** Exercise **
From the entries that follow, copy every line with the word "statuses".

+++ Given records +++

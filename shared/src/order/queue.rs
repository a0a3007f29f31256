//! Orders grouped by status

use super::{Order, OrderStatus};
use chrono::{DateTime, Utc};

/// One queue per status, oldest first
#[derive(Debug, Clone, Default, PartialEq)]
pub struct OrderQueues {
    pub pending: Vec<Order>,
    pub preparing: Vec<Order>,
    pub ready: Vec<Order>,
    pub served: Vec<Order>,
    pub paid: Vec<Order>,
}

impl OrderQueues {
    pub fn from_orders(orders: &[Order]) -> Self {
        let mut queues = Self::default();
        for order in orders {
            queues.bucket_mut(order.status).push(order.clone());
        }
        for status in OrderStatus::ALL {
            queues
                .bucket_mut(status)
                .sort_by(|a, b| a.created_at.cmp(&b.created_at).then_with(|| a.id.cmp(&b.id)));
        }
        queues
    }

    pub fn get(&self, status: OrderStatus) -> &[Order] {
        match status {
            OrderStatus::Pending => &self.pending,
            OrderStatus::Preparing => &self.preparing,
            OrderStatus::Ready => &self.ready,
            OrderStatus::Served => &self.served,
            OrderStatus::Paid => &self.paid,
        }
    }

    fn bucket_mut(&mut self, status: OrderStatus) -> &mut Vec<Order> {
        match status {
            OrderStatus::Pending => &mut self.pending,
            OrderStatus::Preparing => &mut self.preparing,
            OrderStatus::Ready => &mut self.ready,
            OrderStatus::Served => &mut self.served,
            OrderStatus::Paid => &mut self.paid,
        }
    }

    pub fn count(&self, status: OrderStatus) -> usize {
        self.get(status).len()
    }

    /// Orders not yet paid
    pub fn open_count(&self) -> usize {
        self.pending.len() + self.preparing.len() + self.ready.len() + self.served.len()
    }

    /// Ready and served orders, oldest first
    pub fn payable(&self) -> Vec<&Order> {
        let mut out: Vec<&Order> = self.ready.iter().chain(self.served.iter()).collect();
        out.sort_by(|a, b| a.created_at.cmp(&b.created_at));
        out
    }
}

/// Client-side order filter
#[derive(Debug, Clone, Default, PartialEq)]
pub struct OrderFilter {
    pub statuses: Vec<OrderStatus>,
    pub table_number: Option<u32>,
    pub created_by: Option<String>,
    pub since: Option<DateTime<Utc>>,
}

impl OrderFilter {
    pub fn status(status: OrderStatus) -> Self {
        Self {
            statuses: vec![status],
            ..Default::default()
        }
    }

    pub fn statuses(statuses: impl IntoIterator<Item = OrderStatus>) -> Self {
        Self {
            statuses: statuses.into_iter().collect(),
            ..Default::default()
        }
    }

    pub fn created_by(mut self, user_id: impl Into<String>) -> Self {
        self.created_by = Some(user_id.into());
        self
    }

    pub fn table(mut self, table_number: u32) -> Self {
        self.table_number = Some(table_number);
        self
    }

    pub fn since(mut self, at: DateTime<Utc>) -> Self {
        self.since = Some(at);
        self
    }

    pub fn matches(&self, order: &Order) -> bool {
        (self.statuses.is_empty() || self.statuses.contains(&order.status))
            && self.table_number.is_none_or(|t| order.table_number == Some(t))
            && self
                .created_by
                .as_ref()
                .is_none_or(|u| &order.created_by == u)
            && self.since.is_none_or(|s| order.created_at >= s)
    }

    pub fn apply(&self, orders: &[Order]) -> Vec<Order> {
        orders.iter().filter(|o| self.matches(o)).cloned().collect()
    }
}
//! Authenticated session
//!
//! A session is created by login and passed explicitly to every call that
//! needs it. There is no ambient "current user".

use chrono::{DateTime, Utc};
use shared::client::LoginResponse;
use shared::error::{AppError, ErrorCode};
use shared::models::{Role, UserProfile};

#[derive(Debug, Clone, PartialEq)]
pub struct Session {
    /// Bearer token
    token: String,
    pub user: UserProfile,
    pub started_at: DateTime<Utc>,
}

impl Session {
    pub fn new(token: impl Into<String>, user: UserProfile) -> Self {
        Self {
            token: token.into(),
            user,
            started_at: Utc::now(),
        }
    }

    pub fn token(&self) -> &str {
        &self.token
    }

    pub fn role(&self) -> Role {
        self.user.role
    }

    pub fn user_id(&self) -> &str {
        &self.user.id
    }

    pub fn display_name(&self) -> &str {
        &self.user.name
    }

    /// Fail unless the session's role is one of `allowed`
    pub fn require_role(&self, allowed: &[Role]) -> Result<(), AppError> {
        if allowed.contains(&self.user.role) {
            return Ok(());
        }
        Err(AppError::with_message(
            ErrorCode::RoleRequired,
            format!("{} cannot perform this action", self.user.role.label()),
        )
        .with_detail("role", self.user.role.as_str()))
    }
}

impl From<LoginResponse> for Session {
    fn from(resp: LoginResponse) -> Self {
        Session::new(resp.token, resp.user)
    }
}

+++

** Answer to this problem **
    pub statuses: Vec<OrderStatus>,
            statuses: vec![status],
    pub fn statuses(statuses: impl IntoIterator<Item = OrderStatus>) -> Self {
            statuses: statuses.into_iter().collect(),
        (self.statuses.is_empty() || self.statuses.contains(&order.status))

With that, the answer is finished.